Sua facilidade chega a ser quase uma afronta; e os violonistas na platéia devem ter passado muitas vezes do maravilhamento ao masoquismo, assistindo a essas proezas inteiramente fora da possibilidade geral. Cabe lembrar que o monstro mal completou 22 anos; e que a simplicidade virá quando for hora. Por enquanto, só os puristas e os intimistas ficam reclamando do maior violonista brasileiro depois de Baden Powell (1932-90) e Raphael Rabelo (1962-95). Yamandú forma com eles, desde já e para sempre, uma trindade santa do violão.

Um gênio modesto
E a Banda Mantiqueira? Dirigida pelo gênio modesto e sereno de Proveta, continua fazendo a festa no céu. (O céu, para todos os efeitos, é onde eles estiverem tocando. Até o Bourbon Street pode ser um paraíso: o ambiente de bingo some, por mágica, com o primeiro acorde dos metais.) Se Yamandú é nosso Liszt, Proveta é nosso Mozart, infalível na escolha de cada nota e cada acorde, como se fosse a única forma de tocar. Para ele, é.

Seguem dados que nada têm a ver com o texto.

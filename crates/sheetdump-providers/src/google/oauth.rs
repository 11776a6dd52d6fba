//! OAuth 2.0 installed-app flow for Google APIs.
//!
//! This module implements the Authorization Code flow with PKCE (Proof Key for
//! Code Exchange), using a loopback redirect as recommended for desktop tools.
//!
//! # Flow Overview
//!
//! 1. Generate a code verifier and its SHA-256 challenge
//! 2. Start a local HTTP listener on an ephemeral port
//! 3. Open the user's browser to the consent page
//! 4. The consent page redirects to the listener with an authorization code
//! 5. Exchange the code (with verifier) for access and refresh tokens
//!
//! The token endpoint is also used to renew an expired access token with the
//! stored refresh token.

use std::io::{BufRead, BufReader, Write};
use std::net::{TcpListener, TcpStream};
use std::sync::mpsc;
use std::thread;
use std::time::Duration;

use base64::Engine;
use base64::engine::general_purpose::URL_SAFE_NO_PAD;
use rand::Rng as _;
use reqwest::StatusCode;
use sha2::{Digest, Sha256};
use tracing::{debug, error, info, warn};

use crate::error::{ProviderError, ProviderResult};

use super::config::{GoogleConfig, OAuthCredentials};
use super::credential::Credential;

/// The PKCE code verifier length (in bytes, before base64 encoding).
const CODE_VERIFIER_LENGTH: usize = 32;

/// Path the loopback listener expects the redirect on.
const CALLBACK_PATH: &str = "/callback";

/// OAuth client for Google APIs.
///
/// Handles the consent flow and refreshing of access tokens.
#[derive(Debug)]
pub struct OAuthClient {
    credentials: OAuthCredentials,
    http_client: reqwest::Client,
    auth_url: String,
    token_url: String,
}

/// Token endpoint answer to a refresh request.
#[derive(Debug, Clone, PartialEq, Eq)]
pub struct RefreshedToken {
    /// The new access token.
    pub access_token: String,
    /// Lifetime of the new access token, in seconds.
    pub expires_in: Option<i64>,
    /// A replacement refresh token, when the server rotates it.
    pub refresh_token: Option<String>,
}

impl OAuthClient {
    /// Creates a new OAuth client using the endpoints from `config`.
    pub fn new(credentials: OAuthCredentials, config: &GoogleConfig) -> Self {
        let http_client = reqwest::Client::builder()
            .timeout(config.timeout)
            .user_agent(&config.user_agent)
            .build()
            .expect("failed to create HTTP client");

        Self {
            credentials,
            http_client,
            auth_url: config.auth_url.clone(),
            token_url: config.token_url.clone(),
        }
    }

    /// Runs the browser consent flow and returns a fresh credential.
    ///
    /// # Errors
    ///
    /// Returns an error if:
    /// - No port is available in the specified range
    /// - The user denies authorization or never completes it within
    ///   `callback_timeout`
    /// - The redirect does not carry the expected state
    /// - Token exchange fails
    pub async fn authorize(
        &self,
        scopes: &[String],
        port_range: (u16, u16),
        callback_timeout: Duration,
    ) -> ProviderResult<Credential> {
        let pkce = PkceFlow::new();

        let (listener, port) = bind_loopback_server(port_range)?;
        let redirect_uri = format!("http://127.0.0.1:{}{}", port, CALLBACK_PATH);

        let auth_url = pkce.build_auth_url(
            &self.auth_url,
            &self.credentials.client_id,
            &redirect_uri,
            scopes,
        );

        info!("starting OAuth flow, opening browser...");
        debug!("authorization URL: {}", auth_url);

        if let Err(e) = open::that(&auth_url) {
            warn!("failed to open browser: {}", e);
        }
        // Print URL for manual copy
        eprintln!("\nIf the browser did not open, visit this URL:\n\n{}\n", auth_url);

        let (code, received_state) = wait_for_callback(listener, callback_timeout)?;

        if received_state != pkce.state {
            return Err(ProviderError::authentication(
                "OAuth state mismatch, refusing authorization code",
            ));
        }

        info!("received authorization code, exchanging for tokens...");
        self.exchange_code(&code, &pkce.verifier, &redirect_uri, scopes)
            .await
    }

    /// Obtains a new access token using `refresh_token`.
    ///
    /// # Errors
    ///
    /// A `400`/`401` answer means the refresh token was revoked or expired and
    /// is reported as an authentication error. Connection problems are network
    /// errors and leave the refresh token usable.
    pub async fn refresh_token(&self, refresh_token: &str) -> ProviderResult<RefreshedToken> {
        let params = [
            ("client_id", self.credentials.client_id.as_str()),
            ("client_secret", self.credentials.client_secret.as_str()),
            ("refresh_token", refresh_token),
            ("grant_type", "refresh_token"),
        ];

        let token_response = self.post_token_request(&params, "token refresh").await?;

        info!("successfully refreshed access token");
        Ok(RefreshedToken {
            access_token: token_response.access_token,
            expires_in: token_response.expires_in,
            refresh_token: token_response.refresh_token,
        })
    }

    /// Exchanges an authorization code for tokens.
    async fn exchange_code(
        &self,
        code: &str,
        verifier: &str,
        redirect_uri: &str,
        scopes: &[String],
    ) -> ProviderResult<Credential> {
        let params = [
            ("client_id", self.credentials.client_id.as_str()),
            ("client_secret", self.credentials.client_secret.as_str()),
            ("code", code),
            ("code_verifier", verifier),
            ("grant_type", "authorization_code"),
            ("redirect_uri", redirect_uri),
        ];

        let token_response = self.post_token_request(&params, "token exchange").await?;

        // Google returns the granted scopes; fall back to what was requested.
        let granted = token_response
            .scope
            .map(|s| s.split_whitespace().map(str::to_string).collect())
            .unwrap_or_else(|| scopes.to_vec());

        info!("successfully obtained tokens");
        Ok(Credential::new(
            token_response.access_token,
            token_response.refresh_token,
            token_response.expires_in,
            granted,
        ))
    }

    async fn post_token_request(
        &self,
        params: &[(&str, &str)],
        what: &str,
    ) -> ProviderResult<TokenResponse> {
        let response = self
            .http_client
            .post(&self.token_url)
            .form(params)
            .send()
            .await
            .map_err(|e| {
                ProviderError::network(format!("{} request failed: {}", what, e))
                    .with_provider("google")
                    .with_source(e)
            })?;

        let status = response.status();
        let body = response.text().await.map_err(|e| {
            ProviderError::network(format!("failed to read response: {}", e))
                .with_provider("google")
        })?;

        if !status.is_success() {
            let message = format!("{} failed ({}): {}", what, status, body);
            let err = match status {
                StatusCode::BAD_REQUEST | StatusCode::UNAUTHORIZED => {
                    ProviderError::authentication(message)
                }
                _ => ProviderError::server(message),
            };
            return Err(err.with_provider("google"));
        }

        serde_json::from_str(&body).map_err(|e| {
            ProviderError::invalid_response(format!("invalid token response: {}", e))
                .with_provider("google")
        })
    }
}

/// Binds a TCP listener on loopback.
///
/// A `(0, 0)` range asks the OS for an ephemeral port; otherwise each port in
/// the range is tried in turn.
fn bind_loopback_server(port_range: (u16, u16)) -> ProviderResult<(TcpListener, u16)> {
    for port in port_range.0..=port_range.1 {
        let Ok(listener) = TcpListener::bind(("127.0.0.1", port)) else {
            continue;
        };
        let bound = listener
            .local_addr()
            .map_err(|e| ProviderError::internal(format!("failed to read local address: {}", e)))?
            .port();
        debug!("bound loopback server on port {}", bound);
        return Ok((listener, bound));
    }
    Err(ProviderError::configuration(format!(
        "no available port in range {}-{}",
        port_range.0, port_range.1
    )))
}

/// Waits for the OAuth redirect and extracts the authorization code and state.
fn wait_for_callback(
    listener: TcpListener,
    timeout: Duration,
) -> ProviderResult<(String, String)> {
    listener
        .set_nonblocking(false)
        .map_err(|e| ProviderError::internal(format!("failed to set blocking: {}", e)))?;

    let (tx, rx) = mpsc::channel();

    // The accept loop blocks, so it runs on its own thread and the timeout is
    // enforced on the receiving side.
    let _handle = thread::spawn(move || {
        for stream in listener.incoming() {
            match stream {
                Ok(stream) => {
                    if let Some(result) = handle_callback(stream) {
                        let _ = tx.send(result);
                        return;
                    }
                }
                Err(e) => {
                    error!("failed to accept connection: {}", e);
                }
            }
        }
    });

    match rx.recv_timeout(timeout) {
        Ok(result) => result,
        Err(mpsc::RecvTimeoutError::Timeout) => Err(ProviderError::authentication(format!(
            "no authorization received within {} seconds",
            timeout.as_secs()
        ))),
        Err(mpsc::RecvTimeoutError::Disconnected) => {
            Err(ProviderError::internal("callback channel disconnected"))
        }
    }
}

/// Handles one HTTP request on the loopback listener.
///
/// Returns `None` for requests that are not the redirect (favicon and the
/// like), so the listener keeps waiting.
fn handle_callback(mut stream: TcpStream) -> Option<ProviderResult<(String, String)>> {
    let mut reader = BufReader::new(&stream);
    let mut request_line = String::new();

    if reader.read_line(&mut request_line).is_err() {
        return None;
    }

    let target = parse_request_target(&request_line)?;
    let params = parse_callback_query(target);

    let response = if params.error.is_some() || params.code.is_none() {
        "HTTP/1.1 400 Bad Request\r\nContent-Type: text/html\r\nConnection: close\r\n\r\n\
        <html><body><h1>Authorization Failed</h1>\
        <p>You can close this window.</p></body></html>"
    } else {
        "HTTP/1.1 200 OK\r\nContent-Type: text/html\r\nConnection: close\r\n\r\n\
        <html><body><h1>Authorization Successful</h1>\
        <p>You can close this window and return to the terminal.</p></body></html>"
    };

    let _ = stream.write_all(response.as_bytes());
    let _ = stream.flush();

    Some(params.into_result())
}

/// Returns the target of a `GET /callback...` request line.
fn parse_request_target(request_line: &str) -> Option<&str> {
    let mut parts = request_line.split_whitespace();
    if parts.next()? != "GET" {
        return None;
    }
    let target = parts.next()?;
    let path = target.split('?').next().unwrap_or_default();
    (path == CALLBACK_PATH).then_some(target)
}

#[derive(Debug, Default, PartialEq, Eq)]
struct CallbackParams {
    code: Option<String>,
    state: Option<String>,
    error: Option<String>,
    error_description: Option<String>,
}

impl CallbackParams {
    fn into_result(self) -> ProviderResult<(String, String)> {
        if let Some(error) = self.error {
            let message = match self.error_description {
                Some(description) => format!("authorization denied: {} ({})", error, description),
                None => format!("authorization denied: {}", error),
            };
            return Err(ProviderError::authentication(message));
        }

        match self.code {
            Some(code) => Ok((code, self.state.unwrap_or_default())),
            None => Err(ProviderError::authentication(
                "missing authorization code in callback",
            )),
        }
    }
}

fn parse_callback_query(target: &str) -> CallbackParams {
    let query = target.split_once('?').map(|(_, q)| q).unwrap_or_default();
    let mut params = CallbackParams::default();

    for param in query.split('&') {
        let Some((key, value)) = param.split_once('=') else {
            continue;
        };
        // Form encoding: '+' is a space
        let value = value.replace('+', " ");
        let value = urlencoding::decode(&value).unwrap_or_default().into_owned();
        match key {
            "code" => params.code = Some(value),
            "state" => params.state = Some(value),
            "error" => params.error = Some(value),
            "error_description" => params.error_description = Some(value),
            _ => {}
        }
    }
    params
}

/// PKCE flow state and utilities.
///
/// Implements RFC 7636 (Proof Key for Code Exchange).
#[derive(Debug)]
pub struct PkceFlow {
    /// The code verifier (high-entropy random string).
    pub verifier: String,
    /// The code challenge (SHA-256 hash of verifier, base64url encoded).
    pub challenge: String,
    /// Random state echoed back by the redirect.
    pub state: String,
}

impl PkceFlow {
    /// Creates a new PKCE flow with random verifier and state.
    pub fn new() -> Self {
        let verifier = Self::generate_verifier();
        let challenge = Self::compute_challenge(&verifier);
        let state = Self::generate_state();

        Self {
            verifier,
            challenge,
            state,
        }
    }

    fn generate_verifier() -> String {
        let mut rng = rand::rng();
        let bytes: Vec<u8> = (0..CODE_VERIFIER_LENGTH).map(|_| rng.random()).collect();
        URL_SAFE_NO_PAD.encode(&bytes)
    }

    fn compute_challenge(verifier: &str) -> String {
        let digest = Sha256::digest(verifier.as_bytes());
        URL_SAFE_NO_PAD.encode(digest)
    }

    fn generate_state() -> String {
        let mut rng = rand::rng();
        let bytes: Vec<u8> = (0..16).map(|_| rng.random()).collect();
        URL_SAFE_NO_PAD.encode(&bytes)
    }

    /// Builds the consent page URL.
    ///
    /// `access_type=offline` with `prompt=consent` makes Google return a
    /// refresh token even if the user granted access before.
    pub fn build_auth_url(
        &self,
        auth_endpoint: &str,
        client_id: &str,
        redirect_uri: &str,
        scopes: &[String],
    ) -> String {
        let scope = scopes.join(" ");

        format!(
            "{}?client_id={}&redirect_uri={}&response_type=code&scope={}&\
            code_challenge={}&code_challenge_method=S256&state={}&\
            access_type=offline&prompt=consent",
            auth_endpoint,
            urlencoding::encode(client_id),
            urlencoding::encode(redirect_uri),
            urlencoding::encode(&scope),
            urlencoding::encode(&self.challenge),
            urlencoding::encode(&self.state),
        )
    }
}

impl Default for PkceFlow {
    fn default() -> Self {
        Self::new()
    }
}

/// Response from the token endpoint.
#[derive(Debug, serde::Deserialize)]
struct TokenResponse {
    access_token: String,
    #[serde(default)]
    refresh_token: Option<String>,
    #[serde(default)]
    expires_in: Option<i64>,
    #[serde(default)]
    scope: Option<String>,
}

E um músico assim faz todo mundo tocar bonito ao redor. Desde "Prêt-à-Porter de Tafetá" (João Bosco) até os pot-pourris de Luiz Gonzaga ("Qui nem Jiló", "Pau-de-Arara" e outras) e de Cartola e Nelson Cavaquinho ("As Rosas Não Falam", "Folhas Secas"), passando por um arranjo deslumbrante de "Catavento e Girassol" (Guinga), a Banda Mantiqueira confere a tudo o que toca uma dignidade diferente.

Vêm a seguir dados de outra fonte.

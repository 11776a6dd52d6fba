//! CLI, configuration and the export command.
//!
//! This crate provides the `sheetdump` command-line interface.

pub mod cli;
pub mod commands;
pub mod config;
pub mod error;
pub mod transcribe;

pub use cli::Cli;
pub use config::ClientConfig;
pub use error::{ClientError, ClientResult};
pub use transcribe::{collect_worksheets, transcribe};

Não são apenas os solos de François no trombone, Odésio Jericó no trompete, Fred Prince no tamborim, Samuel e Vinícius nos sax ou Erson José Alves na guitarra -este último também um arranjador de primeira-, mas algo que é comum a todos e maior do que eles. Uma grandiosidade sem pompa, que faz dessa música uma forma de habitar humanamente o país.
É preciso reservar um parágrafo só para falar das segundas menores nas flautas, em "Folhas Secas".

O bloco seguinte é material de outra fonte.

//! Obtaining a valid user credential.
//!
//! [`CredentialManager::authorize`] decides between reusing the stored
//! credential, refreshing it, and running the browser consent flow:
//!
//! ```text
//! load ──► valid? ──yes──────────────────────────────► done
//!            │no
//!            ▼
//!      refresh token? ──no──► interactive ──► persist ──► done
//!            │yes
//!            ▼
//!         refresh ──ok──► persist ──► done
//!            │rejected
//!            ▼
//!      clear store, fail (next run is interactive)
//! ```

use tracing::{debug, info, warn};

use crate::error::{ProviderError, ProviderResult};

use super::config::GoogleConfig;
use super::credential::{Credential, CredentialStore};
use super::oauth::OAuthClient;

/// Loads, refreshes and persists the user credential.
#[derive(Debug)]
pub struct CredentialManager {
    config: GoogleConfig,
    store: CredentialStore,
}

impl CredentialManager {
    /// Creates a manager storing its credential at `config.token_path`.
    pub fn new(config: GoogleConfig) -> ProviderResult<Self> {
        config.validate().map_err(ProviderError::configuration)?;
        let store = CredentialStore::new(&config.token_path);
        Ok(Self { config, store })
    }

    /// Returns the provider configuration.
    pub fn config(&self) -> &GoogleConfig {
        &self.config
    }

    /// Returns the credential store.
    pub fn store(&self) -> &CredentialStore {
        &self.store
    }

    /// Reads the stored credential, if there is a usable one.
    pub fn load(&self) -> Option<Credential> {
        self.store.load()
    }

    /// Renews the access token of `credential` in place.
    ///
    /// # Errors
    ///
    /// Returns an authentication error if the credential has no refresh token
    /// or the token endpoint rejects it.
    pub async fn refresh(&self, credential: &mut Credential) -> ProviderResult<()> {
        let refresh_token = credential
            .refresh_token
            .as_deref()
            .filter(|t| !t.is_empty())
            .ok_or_else(|| {
                ProviderError::authentication("no refresh token, re-authorization required")
            })?;

        debug!("refreshing expired access token");
        let refreshed = self.oauth_client()?.refresh_token(refresh_token).await?;
        if refreshed.refresh_token.is_some() {
            debug!("token endpoint rotated the refresh token");
        }
        credential.apply_refresh(
            refreshed.access_token,
            refreshed.expires_in,
            refreshed.refresh_token,
        );
        Ok(())
    }

    /// Runs the browser consent flow and returns the new credential.
    pub async fn interactive_authorize(&self) -> ProviderResult<Credential> {
        info!("starting Google authorization flow");
        self.oauth_client()?
            .authorize(
                &self.config.scopes,
                self.config.loopback_port_range,
                self.config.callback_timeout,
            )
            .await
    }

    /// Saves `credential` for later runs.
    pub fn persist(&self, credential: &Credential) -> ProviderResult<()> {
        self.store.save(credential)
    }

    /// Deletes the stored credential.
    pub fn clear(&self) -> ProviderResult<()> {
        self.store.clear()
    }

    /// Returns a credential that can authorize API requests right now.
    ///
    /// A refresh token rejected by the server clears the store and fails;
    /// any other refresh failure keeps the stored credential for a retry.
    pub async fn authorize(&self) -> ProviderResult<Credential> {
        let stored = self
            .load()
            .filter(|credential| self.covers_scopes(credential));

        let credential = match stored {
            Some(credential) if credential.is_valid() => {
                debug!(
                    "stored credential is valid, expires in {:?}",
                    credential.time_until_expiry()
                );
                return Ok(credential);
            }
            Some(mut credential) if credential.can_refresh() => {
                match self.refresh(&mut credential).await {
                    Ok(()) => credential,
                    Err(e) if e.is_authentication() => {
                        warn!("refresh token rejected, clearing stored credential: {}", e);
                        self.clear()?;
                        return Err(ProviderError::authentication(format!(
                            "stored credential was rejected ({}); run again to re-authorize",
                            e.message()
                        ))
                        .with_provider("google")
                        .with_source(e));
                    }
                    Err(e) => return Err(e),
                }
            }
            _ => self.interactive_authorize().await?,
        };

        self.persist(&credential)?;
        info!("authorization successful");
        Ok(credential)
    }

    /// Builds the OAuth client, reading the client-secret file.
    fn oauth_client(&self) -> ProviderResult<OAuthClient> {
        let credentials = self
            .config
            .load_credentials()
            .map_err(ProviderError::configuration)?;
        Ok(OAuthClient::new(credentials, &self.config))
    }

    fn covers_scopes(&self, credential: &Credential) -> bool {
        // Credentials saved without scope information are trusted as-is.
        if credential.scopes.is_empty() || credential.has_scopes(&self.config.scopes) {
            return true;
        }
        info!("stored credential lacks required scopes, re-authorizing");
        false
    }
}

Outro para a subidinha-e-descidinha clássica -quinta, quinta aumentada, sexta, ida e volta-, que ganha com a Mantiqueira sua dimensão canônica. Faz parte das vozes internas, uma das riquezas mais preciosas da banda. Vamos deixar bem claro: detalhes assim não significam menos do que a fixação do nosso cânone musical, num sentido estritamente técnico e também mais do que isso.
Faz dez anos que a Banda Mantiqueira é uma de nossas reservas de inteligência musical; e deveria ser preservada e festejada como tal. Uma reserva de ar: quer dizer, de espírito.
Tanto mais bonito, então, ver seu "padrinho" Paulo Moura subir ao palco, na madureza bem curtida de sete décadas de música, para tocar "Carinhoso" (Pixinguinha e João de Barro) com eles. Os cabelos grisalhos, o terno discreto, a gravata encarnada, o lenço no bolso do paletó: chega um tempo em que um homem conquista assim para si a imagem de si. Musicalmente também. Não está mais tocando para a torcida. Abstraído, com os olhos em ponto morto, ele toca para a música, para os colegas, para si mesmo, para Deus. Para nós, incidentalmente, também.
Tocou com a banda, depois só com Proveta e Yamandú (o "Chorinho para Você", de Severino Araújo, da Orquestra Tabajara, uma das mães musicais da Mantiqueira). Depois só com o violão, depois sozinho. E vice-versa. Foi lindo, então, ver Yamandú estourando os compassos, esticando a métrica como se fosse de borracha e avançando por terras desconhecidas do samba (e de "Sampa", que ele transforma numa capital multicultural do samba-bossa-rock-choro-funk).
Sugestões de alegoria, encontro de gerações etc. não serão aceitas numa resenha que preza seu senso da língua. Mas não era alegoria, era verdade.
Sugestões de decupagem, para o hipotético documentarista: Paulo Moura olhando para Yamandú, olhando para o braço do violão. Proveta olhando para Paulo Moura, de olhos fechados. Erson olhando para Yamandú e dando uma risada. Fred Prince, de tamborim na mão, se virando para olhar para Odésio, que ajusta os óculos depois de solar. Todo mundo olhando para Yamandú. Paulo Moura olhando para o chão. Proveta olhando para a partitura, com uma expressão de felicidade.